**Exercise goal:** Go through the entries below. Copy each line in which "TooEarly" appears.

**Data for this exercise:**
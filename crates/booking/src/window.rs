//! Installation-window calculator.
//!
//! Pure date arithmetic: given a campaign start date and the current time,
//! report whether installation proof can be uploaded. The window opens
//! `window_days` before the start date and runs through the end of the day
//! `window_days` after it. Fully deterministic in `(start_date, now)` — no
//! stored state, safe to recompute on every read.

use chrono::{DateTime, Duration, Utc};
use serde::{Deserialize, Serialize};

#[derive(Debug, Clone, Copy, PartialEq, Eq, Serialize, Deserialize)]
#[serde(rename_all = "snake_case")]
pub enum WindowPhase {
    TooEarly,
    Open,
    Closed,
}

/// Countdown urgency tier while the window is open.
///
/// Note the deliberate display split in the `Low` tier: remaining days in
/// `(4, 7]` and `> 7` share the tier but produce different messages. This
/// mirrors the product copy and is documented behavior, not a bug.
#[derive(Debug, Clone, Copy, PartialEq, Eq, Serialize, Deserialize)]
#[serde(rename_all = "snake_case")]
pub enum Urgency {
    Critical,
    High,
    Medium,
    Low,
}

/// Result of evaluating the window at a point in time. Exactly one of the
/// `days_*` fields is populated, matching `phase`.
#[derive(Debug, Clone, Serialize, Deserialize)]
pub struct WindowStatus {
    pub phase: WindowPhase,
    pub opens_at: DateTime<Utc>,
    /// Exclusive end: the whole last window day still counts as open.
    pub closes_after: DateTime<Utc>,
    pub days_until_open: Option<i64>,
    pub days_remaining: Option<i64>,
    pub days_since_closed: Option<i64>,
    pub urgency: Option<Urgency>,
    pub message: String,
}

fn floor_days(d: Duration) -> i64 {
    d.num_days()
}

fn ceil_days(d: Duration) -> i64 {
    let secs = d.num_seconds();
    if secs <= 0 {
        0
    } else {
        (secs + 86_399) / 86_400
    }
}

fn urgency_for(days_remaining: i64) -> Urgency {
    match days_remaining {
        d if d <= 1 => Urgency::Critical,
        2 => Urgency::High,
        3 | 4 => Urgency::Medium,
        _ => Urgency::Low,
    }
}

fn open_message(days_remaining: i64, urgency: Urgency) -> String {
    match urgency {
        Urgency::Critical => "Upload installation proof now — the window is about to close.".into(),
        Urgency::High => format!(
            "Upload installation proof soon — {} days remaining.",
            days_remaining
        ),
        Urgency::Medium => format!(
            "{} days remaining to upload installation proof.",
            days_remaining
        ),
        // Same tier, different copy on either side of 7 days.
        Urgency::Low if days_remaining <= 7 => format!(
            "Window open — {} days remaining to upload proof.",
            days_remaining
        ),
        Urgency::Low => format!(
            "Window open — no rush yet, {} days remaining.",
            days_remaining
        ),
    }
}

/// Evaluate the installation window for a campaign starting at `start_date`.
pub fn compute_window_status(
    start_date: DateTime<Utc>,
    now: DateTime<Utc>,
    window_days: i64,
) -> WindowStatus {
    let opens_at = start_date - Duration::days(window_days);
    let closes_after = start_date + Duration::days(window_days + 1);

    if now < opens_at {
        // Count the opening day itself, matching the countdown copy.
        let days_until_open = floor_days(opens_at - now) + 1;
        WindowStatus {
            phase: WindowPhase::TooEarly,
            opens_at,
            closes_after,
            days_until_open: Some(days_until_open),
            days_remaining: None,
            days_since_closed: None,
            urgency: None,
            message: format!(
                "Installation window opens in {} day(s).",
                days_until_open
            ),
        }
    } else if now < closes_after {
        let days_remaining = ceil_days(closes_after - now) - 1;
        let urgency = urgency_for(days_remaining);
        WindowStatus {
            phase: WindowPhase::Open,
            opens_at,
            closes_after,
            days_until_open: None,
            days_remaining: Some(days_remaining),
            days_since_closed: None,
            urgency: Some(urgency),
            message: open_message(days_remaining, urgency),
        }
    } else {
        let days_since_closed = floor_days(now - closes_after);
        WindowStatus {
            phase: WindowPhase::Closed,
            opens_at,
            closes_after,
            days_until_open: None,
            days_remaining: None,
            days_since_closed: Some(days_since_closed),
            urgency: None,
            message: format!(
                "Installation window closed {} day(s) ago.",
                days_since_closed
            ),
        }
    }
}

/// Proof upload is permitted exactly while the window is open.
pub fn can_upload_proof(start_date: DateTime<Utc>, now: DateTime<Utc>, window_days: i64) -> bool {
    compute_window_status(start_date, now, window_days).phase == WindowPhase::Open
}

**Answer to this exercise:**
    TooEarly,
            phase: WindowPhase::TooEarly,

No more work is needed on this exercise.